Recorded data:
+++
//! Flakeguard-State: SurrealDB Backend for Flakeguard
//!
//! This crate provides the persistence layer for flaky-test tracking.
//! It handles all I/O with SurrealDB behind backend-agnostic async traits.
//!
//! ## Layer 0 - Data/Persistence
//!
//! Focus: immutable run records, atomic per-test writes, one settings row.
//!
//! ## Key Components
//!
//! - `StoreHandle`: lazily connects once and hands out the shared store
//! - `SurrealStore`: SurrealDB implementation of every storage trait
//! - `fakes::MemoryStore`: in-memory implementation for tests

mod error;
pub mod fakes;
mod handle;
pub mod migrations;
mod schema;
pub mod storage_traits;
pub mod surreal_store;

pub use error::{StateError, StorageError};
pub use handle::{CloudConfig, StoreConfig, StoreHandle};
pub use storage_traits::{
    ClassifierSettings, GlobalSettings, Guardrails, JiraTicketRef, Recommendation,
    RepoSizeThresholds, RepositoryId, RepositoryRecord, RepositoryStore, RunRecordStore,
    RunStatus, SettingsStore, Store, StorageResult, TestId, TestRecord, TestRunRecord, TestStore,
    TierRecommendations, VerdictRecord, VerdictStore,
};
pub use surreal_store::SurrealStore;

/// Result type for flakeguard-state connection operations
pub type Result<T> = std::result::Result<T, StateError>;
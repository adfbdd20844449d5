//! Exercise report over recent feedback.
//!
//! Feedback is submitted after each exercise session, so feedback counts
//! double as an exercise log.

use crate::FeedbackRecord;
use chrono::{NaiveDate, Timelike};
use serde::Serialize;
use std::collections::BTreeMap;

/// Part of the day a session fell in (UTC)
#[derive(Clone, Copy, Debug, Serialize, PartialEq, Eq, PartialOrd, Ord)]
#[serde(rename_all = "snake_case")]
pub enum DayPeriod {
    Morning,
    Afternoon,
    Evening,
}

impl DayPeriod {
    pub const ALL: [DayPeriod; 3] = [DayPeriod::Morning, DayPeriod::Afternoon, DayPeriod::Evening];

    pub fn from_hour(hour: u32) -> Self {
        match hour {
            0..=11 => DayPeriod::Morning,
            12..=17 => DayPeriod::Afternoon,
            _ => DayPeriod::Evening,
        }
    }

    pub fn as_str(&self) -> &'static str {
        match self {
            DayPeriod::Morning => "morning",
            DayPeriod::Afternoon => "afternoon",
            DayPeriod::Evening => "evening",
        }
    }
}

#[derive(Clone, Debug, Serialize, PartialEq)]
pub struct DateCount {
    pub date: NaiveDate,
    pub count: usize,
}

#[derive(Clone, Debug, Serialize, PartialEq)]
pub struct PeriodShare {
    pub period: DayPeriod,
    pub percentage: f64,
}

/// Sessions per day and their spread across the day
#[derive(Clone, Debug, Serialize, PartialEq)]
pub struct ExerciseReport {
    pub window_days: i64,
    pub by_date: Vec<DateCount>,
    pub by_period: Vec<PeriodShare>,
}

/// Build a report from feedback already filtered to the window
pub fn build_report(records: &[FeedbackRecord], window_days: i64) -> ExerciseReport {
    let mut per_date: BTreeMap<NaiveDate, usize> = BTreeMap::new();
    let mut per_period: BTreeMap<DayPeriod, usize> = BTreeMap::new();

    for record in records {
        *per_date.entry(record.submitted_at.date_naive()).or_default() += 1;
        *per_period
            .entry(DayPeriod::from_hour(record.submitted_at.hour()))
            .or_default() += 1;
    }

    let total = records.len();
    let by_period = DayPeriod::ALL
        .iter()
        .map(|&period| {
            let count = per_period.get(&period).copied().unwrap_or(0);
            PeriodShare {
                period,
                percentage: percentage(count, total),
            }
        })
        .collect();

    ExerciseReport {
        window_days,
        by_date: per_date
            .into_iter()
            .map(|(date, count)| DateCount { date, count })
            .collect(),
        by_period,
    }
}

/// Share of `total`, rounded to two decimals (0.0 for an empty total)
fn percentage(count: usize, total: usize) -> f64 {
    if total == 0 {
        return 0.0;
    }
    let raw = count as f64 * 100.0 / total as f64;
    (raw * 100.0).round() / 100.0
}
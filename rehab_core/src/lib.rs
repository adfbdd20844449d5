#![forbid(unsafe_code)]

//! Core domain model and business logic for the rehab level tracker.
//!
//! This crate provides:
//! - Domain types (intake assessments, feedback entries, level/score records)
//! - Level calculators (initial intake scoring, feedback-driven updates)
//! - Symptom trend classification and input validation
//! - Persistence (per-user state, JSONL journals, CSV archive)
//! - The orchestration service tying it together

pub mod types;
pub mod error;
pub mod bands;
pub mod initial;
pub mod update;
pub mod trend;
pub mod validation;
pub mod config;
pub mod logging;
pub mod wal;
pub mod csv_rollup;
pub mod state;
pub mod history;
pub mod report;
pub mod service;

// Re-export commonly used types
pub use error::{Error, Result};
pub use types::*;
pub use config::Config;
pub use initial::compute_initial_level;
pub use update::{compute_updated_level, is_flare_up};
pub use trend::classify_symptoms;
pub use wal::{JsonlSink, RecordSink};
pub use history::load_recent_feedback;
pub use report::{build_report, ExerciseReport};
pub use service::{clamp_feedback_level, RehabService, UserStore};
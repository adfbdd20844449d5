//! Append-only JSONL journals for score and feedback history.
//!
//! Records are appended one JSON object per line under an exclusive file
//! lock; readers take a shared lock.

use crate::{Result, ScoreRecord};
use fs2::FileExt;
use serde::de::DeserializeOwned;
use serde::Serialize;
use std::fs::{File, OpenOptions};
use std::io::{BufRead, BufReader, Write};
use std::marker::PhantomData;
use std::path::{Path, PathBuf};

/// Sink trait for persisting journal records
pub trait RecordSink<T> {
    fn append(&mut self, record: &T) -> Result<()>;
}

/// JSONL-based record sink with file locking
pub struct JsonlSink<T> {
    path: PathBuf,
    _record: PhantomData<fn(&T)>,
}

impl<T> JsonlSink<T> {
    /// Create a new JSONL sink for the given path
    pub fn new(path: impl Into<PathBuf>) -> Self {
        Self {
            path: path.into(),
            _record: PhantomData,
        }
    }

    /// Ensure the parent directory exists
    fn ensure_parent_dir(&self) -> Result<()> {
        if let Some(parent) = self.path.parent() {
            std::fs::create_dir_all(parent)?;
        }
        Ok(())
    }
}

impl<T: Serialize> RecordSink<T> for JsonlSink<T> {
    fn append(&mut self, record: &T) -> Result<()> {
        self.ensure_parent_dir()?;

        let file = OpenOptions::new()
            .create(true)
            .append(true)
            .open(&self.path)?;

        file.lock_exclusive()?;

        let mut writer = std::io::BufWriter::new(&file);
        let line = serde_json::to_string(record)?;
        writer.write_all(line.as_bytes())?;
        writer.write_all(b"\n")?;
        writer.flush()?;
        drop(writer);

        file.unlock()?;

        tracing::debug!("Appended record to {:?}", self.path);
        Ok(())
    }
}

/// Read all records from a journal file
///
/// Lines that fail to parse are logged and skipped.
pub fn read_records<T: DeserializeOwned>(path: &Path) -> Result<Vec<T>> {
    if !path.exists() {
        return Ok(Vec::new());
    }

    let file = File::open(path)?;
    file.lock_shared()?;

    let reader = BufReader::new(&file);
    let mut records = Vec::new();

    for (line_num, line_result) in reader.lines().enumerate() {
        let line = line_result?;
        if line.trim().is_empty() {
            continue;
        }

        match serde_json::from_str::<T>(&line) {
            Ok(record) => records.push(record),
            Err(e) => {
                tracing::warn!(
                    "Failed to parse record at {:?} line {}: {}",
                    path,
                    line_num + 1,
                    e
                );
            }
        }
    }

    file.unlock()?;
    tracing::debug!("Read {} records from {:?}", records.len(), path);
    Ok(records)
}

/// Most recent score in a score journal
pub fn latest_score(path: &Path) -> Result<Option<ScoreRecord>> {
    Ok(read_records::<ScoreRecord>(path)?.pop())
}

#[cfg(test)]
mod tests {
    use super::*;
    use crate::ScoreSource;
    use chrono::Utc;
    use uuid::Uuid;

    fn create_score(score: i32, level: i32) -> ScoreRecord {
        ScoreRecord {
            id: Uuid::new_v4(),
            recorded_at: Utc::now(),
            score,
            level,
            source: ScoreSource::Feedback,
        }
    }

    #[test]
    fn test_append_and_read_single_record() {
        let temp_dir = tempfile::tempdir().unwrap();
        let wal_path = temp_dir.path().join("scores.wal");

        let record = create_score(26, 5);
        let record_id = record.id;

        let mut sink = JsonlSink::new(&wal_path);
        sink.append(&record).unwrap();

        let records: Vec<ScoreRecord> = read_records(&wal_path).unwrap();
        assert_eq!(records.len(), 1);
        assert_eq!(records[0].id, record_id);
        assert_eq!(records[0].score, 26);
    }

    #[test]
    fn test_latest_score_is_last_appended() {
        let temp_dir = tempfile::tempdir().unwrap();
        let wal_path = temp_dir.path().join("scores.wal");

        let mut sink = JsonlSink::new(&wal_path);
        for score in [20, 35, 18] {
            sink.append(&create_score(score, 5)).unwrap();
        }

        let latest = latest_score(&wal_path).unwrap().unwrap();
        assert_eq!(latest.score, 18);
    }

    #[test]
    fn test_read_missing_journal() {
        let temp_dir = tempfile::tempdir().unwrap();
        let wal_path = temp_dir.path().join("nonexistent.wal");

        let records: Vec<ScoreRecord> = read_records(&wal_path).unwrap();
        assert!(records.is_empty());
        assert!(latest_score(&wal_path).unwrap().is_none());
    }

    #[test]
    fn test_corrupt_line_is_skipped() {
        let temp_dir = tempfile::tempdir().unwrap();
        let wal_path = temp_dir.path().join("scores.wal");

        let mut sink = JsonlSink::new(&wal_path);
        sink.append(&create_score(20, 4)).unwrap();
        {
            let mut file = OpenOptions::new().append(true).open(&wal_path).unwrap();
            file.write_all(b"{ truncated\n").unwrap();
        }
        sink.append(&create_score(25, 4)).unwrap();

        let records: Vec<ScoreRecord> = read_records(&wal_path).unwrap();
        assert_eq!(records.len(), 2);
        assert_eq!(latest_score(&wal_path).unwrap().unwrap().score, 25);
    }
}
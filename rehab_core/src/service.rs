//! Orchestration service for intake and feedback submissions.
//!
//! This is where the level calculators meet persistence:
//! - Intake: validate, reject duplicates, compute, journal the score, commit
//! - Feedback: validate, read committed level and score, compute, clamp,
//!   journal, commit
//!
//! Journals are appended before the user's state file is saved, and only the
//! state file decides what was committed. A failed append leaves the state
//! untouched so the submission can be retried.
//!
//! Every read-modify-write for a user runs under that user's exclusive lock,
//! so the previous score read is always the most recently committed one.

use crate::config::LevelConfig;
use crate::state::UserLock;
use crate::validation::validate_user_id;
use crate::wal::{self, JsonlSink, RecordSink};
use crate::{
    compute_initial_level, compute_updated_level, history, is_flare_up, report, Error,
    ExerciseReport, FeedbackEntry, FeedbackRecord, IntakeAssessment, IntakeRecord,
    IntensityTier, LevelScore, Result, ScoreRecord, ScoreSource, SymptomTrend, UserRecord,
};
use chrono::{DateTime, Utc};
use serde::Serialize;
use std::path::{Path, PathBuf};
use uuid::Uuid;

/// File layout for per-user data under a data directory
#[derive(Clone, Debug)]
pub struct UserStore {
    root: PathBuf,
}

impl UserStore {
    pub fn new(data_dir: impl Into<PathBuf>) -> Self {
        Self {
            root: data_dir.into(),
        }
    }

    pub fn user_dir(&self, user_id: &str) -> PathBuf {
        self.root.join("users").join(user_id)
    }

    pub fn state_path(&self, user_id: &str) -> PathBuf {
        self.user_dir(user_id).join("state.json")
    }

    pub fn scores_path(&self, user_id: &str) -> PathBuf {
        self.user_dir(user_id).join("scores.wal")
    }

    pub fn feedback_path(&self, user_id: &str) -> PathBuf {
        self.user_dir(user_id).join("feedback.wal")
    }

    pub fn feedback_csv_path(&self, user_id: &str) -> PathBuf {
        self.user_dir(user_id).join("feedback.csv")
    }

    pub fn lock_path(&self, user_id: &str) -> PathBuf {
        self.user_dir(user_id).join(".lock")
    }

    fn lock(&self, user_id: &str) -> Result<UserLock> {
        UserLock::acquire(&self.lock_path(user_id))
    }
}

/// Result of a stored intake
#[derive(Clone, Debug, Serialize)]
pub struct IntakeOutcome {
    pub level: i32,
    pub score: i32,
    pub tier: IntensityTier,
}

/// Result of a stored feedback submission
#[derive(Clone, Debug, Serialize)]
pub struct FeedbackOutcome {
    pub previous_level: i32,
    pub previous_score: i32,
    /// What the calculator returned, before clamping
    pub calculated: LevelScore,
    /// What was stored
    pub level: i32,
    pub score: i32,
    pub flare_up: bool,
    pub trend: SymptomTrend,
    pub tier: IntensityTier,
}

/// Snapshot of a user's progress
#[derive(Clone, Debug, Serialize)]
pub struct UserStatus {
    pub user_id: String,
    pub level: Option<i32>,
    pub tier: Option<IntensityTier>,
    pub latest_score: Option<i32>,
    pub has_intake: bool,
    pub feedback_count: usize,
    pub updated_at: Option<DateTime<Utc>>,
}

/// Bound a feedback-driven level before it is stored
///
/// A flare-up halt stays at 0 when `hold_halt_on_flare_up` is set; every
/// other result lands in `[min_active_level, max_level]`.
pub fn clamp_feedback_level(raw_level: i32, flare_up: bool, config: &LevelConfig) -> i32 {
    if flare_up && config.hold_halt_on_flare_up {
        return 0;
    }
    raw_level.clamp(config.min_active_level, config.max_level)
}

/// Ties calculators, validation and the user store together
pub struct RehabService {
    store: UserStore,
    levels: LevelConfig,
}

impl RehabService {
    pub fn new(store: UserStore, levels: LevelConfig) -> Self {
        Self { store, levels }
    }

    pub fn store(&self) -> &UserStore {
        &self.store
    }

    /// Record the one-time intake and derive the starting level
    pub fn submit_intake(
        &self,
        user_id: &str,
        intake: IntakeAssessment,
        now: DateTime<Utc>,
    ) -> Result<IntakeOutcome> {
        validate_user_id(user_id)?;
        intake.validate()?;

        let _guard = self.store.lock(user_id)?;
        let state_path = self.store.state_path(user_id);
        let mut record = UserRecord::load(&state_path, user_id)?;

        if record.intake.is_some() {
            return Err(Error::IntakeExists(user_id.to_string()));
        }

        let result = compute_initial_level(&intake, now);

        let mut scores = JsonlSink::new(self.store.scores_path(user_id));
        scores.append(&ScoreRecord {
            id: Uuid::new_v4(),
            recorded_at: now,
            score: result.score,
            level: result.level,
            source: ScoreSource::Intake,
        })?;

        record.intake = Some(IntakeRecord {
            submitted_at: now,
            assessment: intake,
        });
        record.level = Some(result.level);
        record.score = Some(result.score);
        record.updated_at = Some(now);
        record.save(&state_path)?;

        tracing::info!(
            "Initial level for {}: level {}, score {}",
            user_id,
            result.level,
            result.score
        );

        Ok(IntakeOutcome {
            level: result.level,
            score: result.score,
            tier: IntensityTier::for_level(result.level),
        })
    }

    /// Record a check-in and move the level by at most one step
    pub fn submit_feedback(
        &self,
        user_id: &str,
        feedback: FeedbackEntry,
        now: DateTime<Utc>,
    ) -> Result<FeedbackOutcome> {
        validate_user_id(user_id)?;
        feedback.validate()?;

        let _guard = self.store.lock(user_id)?;
        let state_path = self.store.state_path(user_id);
        let mut record = UserRecord::load(&state_path, user_id)?;

        let current_level = match (record.level, record.intake.is_some()) {
            (Some(level), true) => level,
            _ => return Err(Error::IntakeRequired(user_id.to_string())),
        };

        let previous_score = match record.score {
            Some(score) => score,
            // State written before scores were committed alongside the level
            None => wal::latest_score(&self.store.scores_path(user_id))?
                .map(|s| s.score)
                .ok_or_else(|| {
                    Error::State(format!("user {} has a level but no score", user_id))
                })?,
        };

        let calculated = compute_updated_level(current_level, previous_score, &feedback);
        let flare_up = is_flare_up(&feedback);
        let level = clamp_feedback_level(calculated.level, flare_up, &self.levels);
        let trend = feedback.symptom_trend();

        if level != calculated.level {
            tracing::debug!(
                "Clamped feedback level for {} from {} to {}",
                user_id,
                calculated.level,
                level
            );
        }

        let mut scores = JsonlSink::new(self.store.scores_path(user_id));
        scores.append(&ScoreRecord {
            id: Uuid::new_v4(),
            recorded_at: now,
            score: calculated.score,
            level,
            source: ScoreSource::Feedback,
        })?;

        let mut journal = JsonlSink::new(self.store.feedback_path(user_id));
        journal.append(&FeedbackRecord {
            id: Uuid::new_v4(),
            submitted_at: now,
            entry: feedback,
            level,
            score: calculated.score,
            trend,
        })?;

        record.level = Some(level);
        record.score = Some(calculated.score);
        record.updated_at = Some(now);
        record.save(&state_path)?;

        if flare_up {
            tracing::warn!("Flare-up reported by {}, level set to {}", user_id, level);
        } else {
            tracing::info!(
                "Level for {}: {} -> {} (score {} -> {})",
                user_id,
                current_level,
                level,
                previous_score,
                calculated.score
            );
        }

        Ok(FeedbackOutcome {
            previous_level: current_level,
            previous_score,
            calculated,
            level,
            score: calculated.score,
            flare_up,
            trend,
            tier: IntensityTier::for_level(level),
        })
    }

    /// Current level, latest score and submission counts
    pub fn status(&self, user_id: &str) -> Result<UserStatus> {
        validate_user_id(user_id)?;
        let record = UserRecord::load(&self.store.state_path(user_id), user_id)?;
        let feedback_count = history::load_all_feedback(
            &self.store.feedback_path(user_id),
            &self.store.feedback_csv_path(user_id),
        )?
        .len();

        Ok(UserStatus {
            user_id: record.user_id,
            level: record.level,
            tier: record.level.map(IntensityTier::for_level),
            latest_score: record.score,
            has_intake: record.intake.is_some(),
            feedback_count,
            updated_at: record.updated_at,
        })
    }

    /// Exercise report over the last `window_days` days
    pub fn report(
        &self,
        user_id: &str,
        now: DateTime<Utc>,
        window_days: i64,
    ) -> Result<ExerciseReport> {
        validate_user_id(user_id)?;
        let records = history::load_recent_feedback(
            &self.store.feedback_path(user_id),
            &self.store.feedback_csv_path(user_id),
            now,
            window_days,
        )?;
        Ok(report::build_report(&records, window_days))
    }

    /// Archive the feedback journal to CSV; returns (archived, cleaned)
    pub fn rollup(&self, user_id: &str, cleanup: bool) -> Result<(usize, usize)> {
        validate_user_id(user_id)?;
        let _guard = self.store.lock(user_id)?;

        let wal_path = self.store.feedback_path(user_id);
        let archived = if wal_path.exists() {
            crate::csv_rollup::feedback_to_csv_and_archive(
                &wal_path,
                &self.store.feedback_csv_path(user_id),
            )?
        } else {
            0
        };

        let cleaned = if cleanup {
            crate::csv_rollup::cleanup_processed_wals(&self.store.user_dir(user_id))?
        } else {
            0
        };

        Ok((archived, cleaned))
    }
}
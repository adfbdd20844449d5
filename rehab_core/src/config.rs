//! Configuration file support for the rehab tracker.
//!
//! Configuration is loaded from `$XDG_CONFIG_HOME/rehab/config.toml`.

use crate::{Error, Result};
use serde::{Deserialize, Serialize};
use std::path::{Path, PathBuf};

/// Longest exercise report window, in days
pub const MAX_WINDOW_DAYS: i64 = 3650;

/// Application configuration
#[derive(Clone, Debug, Serialize, Deserialize, Default)]
pub struct Config {
    #[serde(default)]
    pub data: DataConfig,

    #[serde(default)]
    pub levels: LevelConfig,

    #[serde(default)]
    pub report: ReportConfig,
}

/// Data storage configuration
#[derive(Clone, Debug, Serialize, Deserialize)]
pub struct DataConfig {
    #[serde(default = "default_data_dir")]
    pub data_dir: PathBuf,
}

impl Default for DataConfig {
    fn default() -> Self {
        Self {
            data_dir: default_data_dir(),
        }
    }
}

/// Bounds applied to feedback-driven level changes before they are stored
#[derive(Clone, Debug, Serialize, Deserialize)]
pub struct LevelConfig {
    #[serde(default = "default_min_active_level")]
    pub min_active_level: i32,

    #[serde(default = "default_max_level")]
    pub max_level: i32,

    /// Store a flare-up as level 0 instead of raising it to `min_active_level`
    #[serde(default = "default_hold_halt_on_flare_up")]
    pub hold_halt_on_flare_up: bool,
}

impl Default for LevelConfig {
    fn default() -> Self {
        Self {
            min_active_level: default_min_active_level(),
            max_level: default_max_level(),
            hold_halt_on_flare_up: default_hold_halt_on_flare_up(),
        }
    }
}

/// Exercise report configuration
#[derive(Clone, Debug, Serialize, Deserialize)]
pub struct ReportConfig {
    #[serde(default = "default_window_days")]
    pub window_days: i64,
}

impl Default for ReportConfig {
    fn default() -> Self {
        Self {
            window_days: default_window_days(),
        }
    }
}

// Default value functions
fn default_data_dir() -> PathBuf {
    let base = dirs::data_local_dir().unwrap_or_else(|| {
        std::env::var("HOME")
            .map(|home| PathBuf::from(home).join(".local/share"))
            .unwrap_or_else(|_| PathBuf::from("."))
    });
    base.join("rehab")
}

fn default_min_active_level() -> i32 {
    1
}

fn default_max_level() -> i32 {
    10
}

fn default_hold_halt_on_flare_up() -> bool {
    true
}

fn default_window_days() -> i64 {
    14
}

impl Config {
    /// Load configuration from the standard config path
    pub fn load() -> Result<Self> {
        let config_path = Self::default_config_path();
        if config_path.exists() {
            Self::load_from(&config_path)
        } else {
            tracing::info!(
                "No config file found at {:?}, using defaults",
                config_path
            );
            Ok(Self::default())
        }
    }

    /// Load configuration from a specific path
    pub fn load_from(path: &Path) -> Result<Self> {
        let contents = std::fs::read_to_string(path)?;
        let config: Config = toml::from_str(&contents)?;
        config.validate()?;
        tracing::info!("Loaded config from {:?}", path);
        Ok(config)
    }

    /// Get the default config file path
    pub fn default_config_path() -> PathBuf {
        let base = dirs::config_dir().unwrap_or_else(|| {
            std::env::var("HOME")
                .map(|home| PathBuf::from(home).join(".config"))
                .unwrap_or_else(|_| PathBuf::from("."))
        });
        base.join("rehab").join("config.toml")
    }

    /// Reject settings the service cannot honor
    pub fn validate(&self) -> Result<()> {
        if self.levels.min_active_level < 1 {
            return Err(Error::Config(format!(
                "levels.min_active_level must be at least 1, got {}",
                self.levels.min_active_level
            )));
        }
        if self.levels.min_active_level > self.levels.max_level {
            return Err(Error::Config(format!(
                "levels.min_active_level ({}) exceeds levels.max_level ({})",
                self.levels.min_active_level, self.levels.max_level
            )));
        }
        if !(1..=MAX_WINDOW_DAYS).contains(&self.report.window_days) {
            return Err(Error::Config(format!(
                "report.window_days must be between 1 and {}, got {}",
                MAX_WINDOW_DAYS, self.report.window_days
            )));
        }
        Ok(())
    }
}
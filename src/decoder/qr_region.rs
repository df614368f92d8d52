use rqrr::PreparedImage;

use crate::error::{FormError, FormResult};
use crate::models::Region;
use crate::utils::LumaPlane;

/// Regions whose luminance spread is below this are flat paper
const MIN_CONTRAST: u8 = 16;

/// Source of row keys
pub trait KeyReader {
    /// Read the key printed inside `region` of the scan.
    ///
    /// An `Ok` payload may be empty; the pipeline treats that like a failure.
    fn read_key(&self, luma: &LumaPlane, region: Region) -> FormResult<String>;
}

/// Reads keys from QR symbols
#[derive(Debug, Default, Clone, Copy)]
pub struct QrKeyReader;

impl KeyReader for QrKeyReader {
    fn read_key(&self, luma: &LumaPlane, region: Region) -> FormResult<String> {
        decode_qr_region(luma, region)
    }
}

/// Crop `region` out of the scan and decode the QR symbol inside it
pub fn decode_qr_region(luma: &LumaPlane, region: Region) -> FormResult<String> {
    let gray = luma.crop(region)?;
    decode_qr(&gray)
}

/// Decode the first readable QR symbol in a luminance plane
///
/// Returns [`FormError::RegionDecode`] when no symbol is found or none of the
/// symbols found can be read.
pub fn decode_qr(gray: &LumaPlane) -> FormResult<String> {
    let (width, height) = (gray.width(), gray.height());
    if width == 0 || height == 0 {
        return Err(FormError::RegionDecode("empty region".to_string()));
    }
    let (lo, hi) = gray
        .as_raw()
        .iter()
        .fold((u8::MAX, u8::MIN), |(lo, hi), &v| (lo.min(v), hi.max(v)));
    if hi - lo < MIN_CONTRAST {
        return Err(FormError::RegionDecode("flat region".to_string()));
    }

    let mut prepared = PreparedImage::prepare_from_greyscale(
        width as usize,
        height as usize,
        |x, y| gray.get(x as u32, y as u32),
    );
    let grids = prepared.detect_grids();
    if grids.is_empty() {
        return Err(FormError::RegionDecode("no QR symbol found".to_string()));
    }

    let mut last_error = String::new();
    for grid in grids {
        match grid.decode() {
            Ok((_meta, content)) => return Ok(content),
            Err(e) => last_error = e.to_string(),
        }
    }
    Err(FormError::RegionDecode(last_error))
}
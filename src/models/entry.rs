/// One keyed counter record
#[derive(Debug, Clone, PartialEq, Eq)]
pub struct Entry {
    /// Key decoded from the row's QR symbol, fixed at creation
    pub key: String,
    /// Name shown to operators, defaults to the key
    pub display_name: String,
    /// Running total; signed deltas may take it below zero
    pub value: i64,
}

impl Entry {
    /// Create an entry whose display name is its key
    pub fn new(key: impl Into<String>, value: i64) -> Self {
        let key = key.into();
        Self {
            display_name: key.clone(),
            key,
            value,
        }
    }
}
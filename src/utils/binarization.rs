use std::ops::Range;

use super::grayscale::LumaPlane;

/// Count pixels darker than `threshold` inside a column span of the plane.
///
/// A pixel is dark when its luminance is strictly below `threshold`. Columns
/// outside the plane are ignored.
pub fn count_dark_pixels(gray: &LumaPlane, columns: Range<u32>, threshold: u8) -> usize {
    let start = columns.start.min(gray.width()) as usize;
    let end = columns.end.min(gray.width()) as usize;
    if start >= end {
        return 0;
    }

    (0..gray.height())
        .map(|y| {
            gray.row(y)[start..end]
                .iter()
                .filter(|&&v| v < threshold)
                .count()
        })
        .sum()
}
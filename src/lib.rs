//! bubble_tally - read scanned tally forms into a keyed counter store
//!
//! Each form row carries a QR key and two groups of ten bubbles (tens and
//! ones). The reader decodes the key, picks the marked bubble in each group,
//! and adds the two-digit count to a shared [`CounterStore`].
//!
//! ```no_run
//! use bubble_tally::{CounterStore, decode_document_path};
//!
//! let store = CounterStore::new();
//! let report = decode_document_path("scan.png", &store)?;
//! println!("{} rows applied", report.rows_applied());
//! for entry in store.snapshot() {
//!     println!("{} {} {}", entry.key, entry.display_name, entry.value);
//! }
//! # Ok::<(), bubble_tally::FormError>(())
//! ```

#![warn(missing_docs)]
#![allow(clippy::missing_docs_in_private_items)]

/// Diagnostic overlay of probed regions
pub mod annotate;
/// Reader thresholds and environment overrides
pub mod config;
/// Row key decoding (QR)
pub mod decoder;
/// Bubble mark detection
pub mod detector;
/// Error taxonomy
pub mod error;
/// Fixed form geometry
pub mod layout;
/// Core data structures (Region, Entry)
pub mod models;
/// Row-by-row decode of a whole form
pub mod pipeline;
/// Shared keyed tally
pub mod store;
/// Image loading and saving helpers
pub mod tools;
/// Utility functions (grayscale, binarization)
pub mod utils;

pub use annotate::{Annotator, NoopAnnotator, OverlayAnnotator};
pub use config::ReaderConfig;
pub use decoder::{KeyReader, QrKeyReader};
pub use detector::{SectionReading, analyze_sections};
pub use error::{FormError, FormResult};
pub use layout::{FormLayout, RowRegions, row_regions};
pub use models::{Entry, Region};
pub use pipeline::{DecodeReport, FormReader, RowOutcome, decode_document, decode_document_path};
pub use store::CounterStore;
pub use utils::LumaPlane;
+++
What this task involves: Which lines in the records above contain the word "PeriodShare"? Copy each one.

Response for this exercise:
pub struct PeriodShare {
    pub by_period: Vec<PeriodShare>,
            PeriodShare {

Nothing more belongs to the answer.